TASK INSTRUCTIONS:
Return each of the entries below word for word.

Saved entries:
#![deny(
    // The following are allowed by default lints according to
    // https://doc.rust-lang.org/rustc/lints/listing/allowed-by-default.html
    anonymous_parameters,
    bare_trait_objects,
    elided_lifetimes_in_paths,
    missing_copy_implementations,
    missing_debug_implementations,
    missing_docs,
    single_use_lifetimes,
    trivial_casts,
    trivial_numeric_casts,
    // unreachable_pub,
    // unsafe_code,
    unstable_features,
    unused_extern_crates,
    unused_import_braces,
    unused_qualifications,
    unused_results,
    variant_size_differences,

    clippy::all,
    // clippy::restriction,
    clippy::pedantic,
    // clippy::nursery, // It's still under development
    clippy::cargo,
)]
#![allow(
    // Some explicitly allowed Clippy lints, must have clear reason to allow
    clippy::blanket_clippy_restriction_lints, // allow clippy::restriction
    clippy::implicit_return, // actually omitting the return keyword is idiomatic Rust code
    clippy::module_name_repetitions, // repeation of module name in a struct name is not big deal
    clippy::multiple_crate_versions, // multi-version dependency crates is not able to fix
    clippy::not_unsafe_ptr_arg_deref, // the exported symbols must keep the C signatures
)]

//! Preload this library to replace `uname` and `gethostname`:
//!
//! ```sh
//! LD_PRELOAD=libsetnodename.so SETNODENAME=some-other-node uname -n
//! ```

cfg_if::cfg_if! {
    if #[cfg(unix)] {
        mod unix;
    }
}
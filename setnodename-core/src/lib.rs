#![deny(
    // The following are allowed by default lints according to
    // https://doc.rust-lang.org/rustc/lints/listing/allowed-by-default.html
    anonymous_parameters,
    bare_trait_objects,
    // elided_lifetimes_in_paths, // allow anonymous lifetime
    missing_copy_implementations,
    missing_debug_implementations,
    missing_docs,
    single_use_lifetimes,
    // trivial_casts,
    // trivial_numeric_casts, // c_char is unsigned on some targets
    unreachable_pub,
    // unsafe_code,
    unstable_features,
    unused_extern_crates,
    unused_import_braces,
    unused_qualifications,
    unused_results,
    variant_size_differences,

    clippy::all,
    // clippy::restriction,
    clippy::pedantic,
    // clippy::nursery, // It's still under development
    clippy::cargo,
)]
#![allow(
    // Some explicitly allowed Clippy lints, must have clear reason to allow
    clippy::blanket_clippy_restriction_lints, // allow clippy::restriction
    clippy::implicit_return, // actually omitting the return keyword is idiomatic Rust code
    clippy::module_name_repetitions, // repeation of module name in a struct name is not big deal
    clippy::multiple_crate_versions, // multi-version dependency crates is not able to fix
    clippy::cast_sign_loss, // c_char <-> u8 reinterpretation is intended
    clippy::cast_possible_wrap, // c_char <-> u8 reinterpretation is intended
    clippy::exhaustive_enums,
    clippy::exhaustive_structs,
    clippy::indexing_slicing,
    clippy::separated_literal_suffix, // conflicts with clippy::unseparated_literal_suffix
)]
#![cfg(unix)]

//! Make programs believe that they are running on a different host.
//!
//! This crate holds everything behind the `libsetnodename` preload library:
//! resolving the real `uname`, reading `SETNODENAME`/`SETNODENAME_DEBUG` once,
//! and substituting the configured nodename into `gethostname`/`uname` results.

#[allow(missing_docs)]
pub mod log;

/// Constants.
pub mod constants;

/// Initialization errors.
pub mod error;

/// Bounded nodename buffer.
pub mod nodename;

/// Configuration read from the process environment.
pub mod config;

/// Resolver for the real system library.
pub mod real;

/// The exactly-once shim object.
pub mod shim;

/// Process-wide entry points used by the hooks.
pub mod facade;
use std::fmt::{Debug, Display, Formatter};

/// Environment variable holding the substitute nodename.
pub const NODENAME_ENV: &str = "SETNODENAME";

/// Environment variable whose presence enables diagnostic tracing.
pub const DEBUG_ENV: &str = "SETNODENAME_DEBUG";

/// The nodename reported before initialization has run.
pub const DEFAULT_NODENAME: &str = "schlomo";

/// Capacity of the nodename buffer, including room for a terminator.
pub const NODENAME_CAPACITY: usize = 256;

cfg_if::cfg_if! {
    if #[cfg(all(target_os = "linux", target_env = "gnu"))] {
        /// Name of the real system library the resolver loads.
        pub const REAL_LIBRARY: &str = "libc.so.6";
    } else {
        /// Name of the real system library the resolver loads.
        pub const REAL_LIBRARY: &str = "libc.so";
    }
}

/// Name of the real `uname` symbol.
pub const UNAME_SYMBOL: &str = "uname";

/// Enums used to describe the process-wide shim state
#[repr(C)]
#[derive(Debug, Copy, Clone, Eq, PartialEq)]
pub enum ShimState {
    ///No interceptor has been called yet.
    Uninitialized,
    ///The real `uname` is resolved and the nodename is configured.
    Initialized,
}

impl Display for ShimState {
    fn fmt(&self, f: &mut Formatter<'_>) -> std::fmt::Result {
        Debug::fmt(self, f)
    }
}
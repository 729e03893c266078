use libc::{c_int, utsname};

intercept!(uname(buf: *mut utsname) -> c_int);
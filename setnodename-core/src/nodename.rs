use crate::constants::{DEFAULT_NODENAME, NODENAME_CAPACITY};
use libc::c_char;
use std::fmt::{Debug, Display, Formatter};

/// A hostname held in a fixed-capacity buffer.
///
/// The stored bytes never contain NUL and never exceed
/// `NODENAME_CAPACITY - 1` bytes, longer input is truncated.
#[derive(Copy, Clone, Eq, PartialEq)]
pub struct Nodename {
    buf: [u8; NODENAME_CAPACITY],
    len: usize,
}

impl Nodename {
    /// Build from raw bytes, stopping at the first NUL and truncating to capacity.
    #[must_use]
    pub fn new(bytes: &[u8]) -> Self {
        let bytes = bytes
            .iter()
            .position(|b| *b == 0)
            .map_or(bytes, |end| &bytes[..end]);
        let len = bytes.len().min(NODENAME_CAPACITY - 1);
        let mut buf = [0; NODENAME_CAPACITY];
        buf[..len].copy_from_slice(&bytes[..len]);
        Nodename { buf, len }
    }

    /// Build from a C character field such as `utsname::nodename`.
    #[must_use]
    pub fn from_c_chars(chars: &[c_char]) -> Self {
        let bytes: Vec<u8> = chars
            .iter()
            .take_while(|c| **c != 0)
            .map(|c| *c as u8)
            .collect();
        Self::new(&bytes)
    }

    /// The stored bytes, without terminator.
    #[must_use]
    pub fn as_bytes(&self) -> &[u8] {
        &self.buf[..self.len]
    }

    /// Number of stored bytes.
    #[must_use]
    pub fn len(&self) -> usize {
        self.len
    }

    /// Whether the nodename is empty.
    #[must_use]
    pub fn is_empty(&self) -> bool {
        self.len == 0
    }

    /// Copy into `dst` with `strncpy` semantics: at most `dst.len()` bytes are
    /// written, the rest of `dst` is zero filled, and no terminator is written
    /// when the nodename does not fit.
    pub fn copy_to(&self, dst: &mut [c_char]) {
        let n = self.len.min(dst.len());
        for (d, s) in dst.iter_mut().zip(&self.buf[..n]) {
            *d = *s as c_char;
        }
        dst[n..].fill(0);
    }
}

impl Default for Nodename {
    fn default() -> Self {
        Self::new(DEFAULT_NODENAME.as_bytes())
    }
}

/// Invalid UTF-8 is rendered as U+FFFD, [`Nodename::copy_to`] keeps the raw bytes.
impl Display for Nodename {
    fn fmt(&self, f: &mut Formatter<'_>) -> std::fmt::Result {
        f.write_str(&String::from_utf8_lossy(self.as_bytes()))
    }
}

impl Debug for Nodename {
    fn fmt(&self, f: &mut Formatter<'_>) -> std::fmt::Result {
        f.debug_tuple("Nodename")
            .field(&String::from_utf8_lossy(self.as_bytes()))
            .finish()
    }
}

REPLY TO THE EXERCISE:
#![deny(
    // The following are allowed by default lints according to
    // https://doc.rust-lang.org/rustc/lints/listing/allowed-by-default.html
    anonymous_parameters,
    bare_trait_objects,
    elided_lifetimes_in_paths,
    missing_copy_implementations,
    missing_debug_implementations,
    missing_docs,
    single_use_lifetimes,
    trivial_casts,
    trivial_numeric_casts,
    // unreachable_pub,
    // unsafe_code,
    unstable_features,
    unused_extern_crates,
    unused_import_braces,
    unused_qualifications,
    unused_results,
    variant_size_differences,

    clippy::all,
    // clippy::restriction,
    clippy::pedantic,
    // clippy::nursery, // It's still under development
    clippy::cargo,
)]
#![allow(
    // Some explicitly allowed Clippy lints, must have clear reason to allow
    clippy::blanket_clippy_restriction_lints, // allow clippy::restriction
    clippy::implicit_return, // actually omitting the return keyword is idiomatic Rust code
    clippy::module_name_repetitions, // repeation of module name in a struct name is not big deal
    clippy::multiple_crate_versions, // multi-version dependency crates is not able to fix
    clippy::not_unsafe_ptr_arg_deref, // the exported symbols must keep the C signatures
)]

//! Preload this library to replace `uname` and `gethostname`:
//!
//! ```sh
//! LD_PRELOAD=libsetnodename.so SETNODENAME=some-other-node uname -n
//! ```

cfg_if::cfg_if! {
    if #[cfg(unix)] {
        mod unix;
    }
}
filename setnodename-core/src/lib.rs
#![deny(
    // The following are allowed by default lints according to
    // https://doc.rust-lang.org/rustc/lints/listing/allowed-by-default.html
    anonymous_parameters,
    bare_trait_objects,
    // elided_lifetimes_in_paths, // allow anonymous lifetime
    missing_copy_implementations,
    missing_debug_implementations,
    missing_docs,
    single_use_lifetimes,
    // trivial_casts,
    // trivial_numeric_casts, // c_char is unsigned on some targets
    unreachable_pub,
    // unsafe_code,
    unstable_features,
    unused_extern_crates,
    unused_import_braces,
    unused_qualifications,
    unused_results,
    variant_size_differences,

    clippy::all,
    // clippy::restriction,
    clippy::pedantic,
    // clippy::nursery, // It's still under development
    clippy::cargo,
)]
#![allow(
    // Some explicitly allowed Clippy lints, must have clear reason to allow
    clippy::blanket_clippy_restriction_lints, // allow clippy::restriction
    clippy::implicit_return, // actually omitting the return keyword is idiomatic Rust code
    clippy::module_name_repetitions, // repeation of module name in a struct name is not big deal
    clippy::multiple_crate_versions, // multi-version dependency crates is not able to fix
    clippy::cast_sign_loss, // c_char <-> u8 reinterpretation is intended
    clippy::cast_possible_wrap, // c_char <-> u8 reinterpretation is intended
    clippy::exhaustive_enums,
    clippy::exhaustive_structs,
    clippy::indexing_slicing,
    clippy::separated_literal_suffix, // conflicts with clippy::unseparated_literal_suffix
)]
#![cfg(unix)]

//! Make programs believe that they are running on a different host.
//!
//! This crate holds everything behind the `libsetnodename` preload library:
//! resolving the real `uname`, reading `SETNODENAME`/`SETNODENAME_DEBUG` once,
//! and substituting the configured nodename into `gethostname`/`uname` results.

#[allow(missing_docs)]
pub mod log;

/// Constants.
pub mod constants;

/// Initialization errors.
pub mod error;

/// Bounded nodename buffer.
pub mod nodename;

/// Configuration read from the process environment.
pub mod config;

/// Resolver for the real system library.
pub mod real;

/// The exactly-once shim object.
pub mod shim;

/// Process-wide entry points used by the hooks.
pub mod facade;
use std::fmt::{Debug, Display, Formatter};

/// Environment variable holding the substitute nodename.
pub const NODENAME_ENV: &str = "SETNODENAME";

/// Environment variable whose presence enables diagnostic tracing.
pub const DEBUG_ENV: &str = "SETNODENAME_DEBUG";

/// The nodename reported before initialization has run.
pub const DEFAULT_NODENAME: &str = "schlomo";

/// Capacity of the nodename buffer, including room for a terminator.
pub const NODENAME_CAPACITY: usize = 256;

cfg_if::cfg_if! {
    if #[cfg(all(target_os = "linux", target_env = "gnu"))] {
        /// Name of the real system library the resolver loads.
        pub const REAL_LIBRARY: &str = "libc.so.6";
    } else {
        /// Name of the real system library the resolver loads.
        pub const REAL_LIBRARY: &str = "libc.so";
    }
}

/// Name of the real `uname` symbol.
pub const UNAME_SYMBOL: &str = "uname";

/// Enums used to describe the process-wide shim state
#[repr(C)]
#[derive(Debug, Copy, Clone, Eq, PartialEq)]
pub enum ShimState {
    ///No interceptor has been called yet.
    Uninitialized,
    ///The real `uname` is resolved and the nodename is configured.
    Initialized,
}

impl Display for ShimState {
    fn fmt(&self, f: &mut Formatter<'_>) -> std::fmt::Result {
        Debug::fmt(self, f)
    }
}
repository 729e03893c266078
use libc::{c_int, utsname};

intercept!(uname(buf: *mut utsname) -> c_int);
filename setnodename-core/src/nodename.rs
use crate::constants::{DEFAULT_NODENAME, NODENAME_CAPACITY};
use libc::c_char;
use std::fmt::{Debug, Display, Formatter};

/// A hostname held in a fixed-capacity buffer.
///
/// The stored bytes never contain NUL and never exceed
/// `NODENAME_CAPACITY - 1` bytes, longer input is truncated.
#[derive(Copy, Clone, Eq, PartialEq)]
pub struct Nodename {
    buf: [u8; NODENAME_CAPACITY],
    len: usize,
}

impl Nodename {
    /// Build from raw bytes, stopping at the first NUL and truncating to capacity.
    #[must_use]
    pub fn new(bytes: &[u8]) -> Self {
        let bytes = bytes
            .iter()
            .position(|b| *b == 0)
            .map_or(bytes, |end| &bytes[..end]);
        let len = bytes.len().min(NODENAME_CAPACITY - 1);
        let mut buf = [0; NODENAME_CAPACITY];
        buf[..len].copy_from_slice(&bytes[..len]);
        Nodename { buf, len }
    }

    /// Build from a C character field such as `utsname::nodename`.
    #[must_use]
    pub fn from_c_chars(chars: &[c_char]) -> Self {
        let bytes: Vec<u8> = chars
            .iter()
            .take_while(|c| **c != 0)
            .map(|c| *c as u8)
            .collect();
        Self::new(&bytes)
    }

    /// The stored bytes, without terminator.
    #[must_use]
    pub fn as_bytes(&self) -> &[u8] {
        &self.buf[..self.len]
    }

    /// Number of stored bytes.
    #[must_use]
    pub fn len(&self) -> usize {
        self.len
    }

    /// Whether the nodename is empty.
    #[must_use]
    pub fn is_empty(&self) -> bool {
        self.len == 0
    }

    /// Copy into `dst` with `strncpy` semantics: at most `dst.len()` bytes are
    /// written, the rest of `dst` is zero filled, and no terminator is written
    /// when the nodename does not fit.
    pub fn copy_to(&self, dst: &mut [c_char]) {
        let n = self.len.min(dst.len());
        for (d, s) in dst.iter_mut().zip(&self.buf[..n]) {
            *d = *s as c_char;
        }
        dst[n..].fill(0);
    }
}

impl Default for Nodename {
    fn default() -> Self {
        Self::new(DEFAULT_NODENAME.as_bytes())
    }
}

/// Invalid UTF-8 is rendered as U+FFFD, [`Nodename::copy_to`] keeps the raw bytes.
impl Display for Nodename {
    fn fmt(&self, f: &mut Formatter<'_>) -> std::fmt::Result {
        f.write_str(&String::from_utf8_lossy(self.as_bytes()))
    }
}

impl Debug for Nodename {
    fn fmt(&self, f: &mut Formatter<'_>) -> std::fmt::Result {
        f.debug_tuple("Nodename")
            .field(&String::from_utf8_lossy(self.as_bytes()))
            .finish()
    }
}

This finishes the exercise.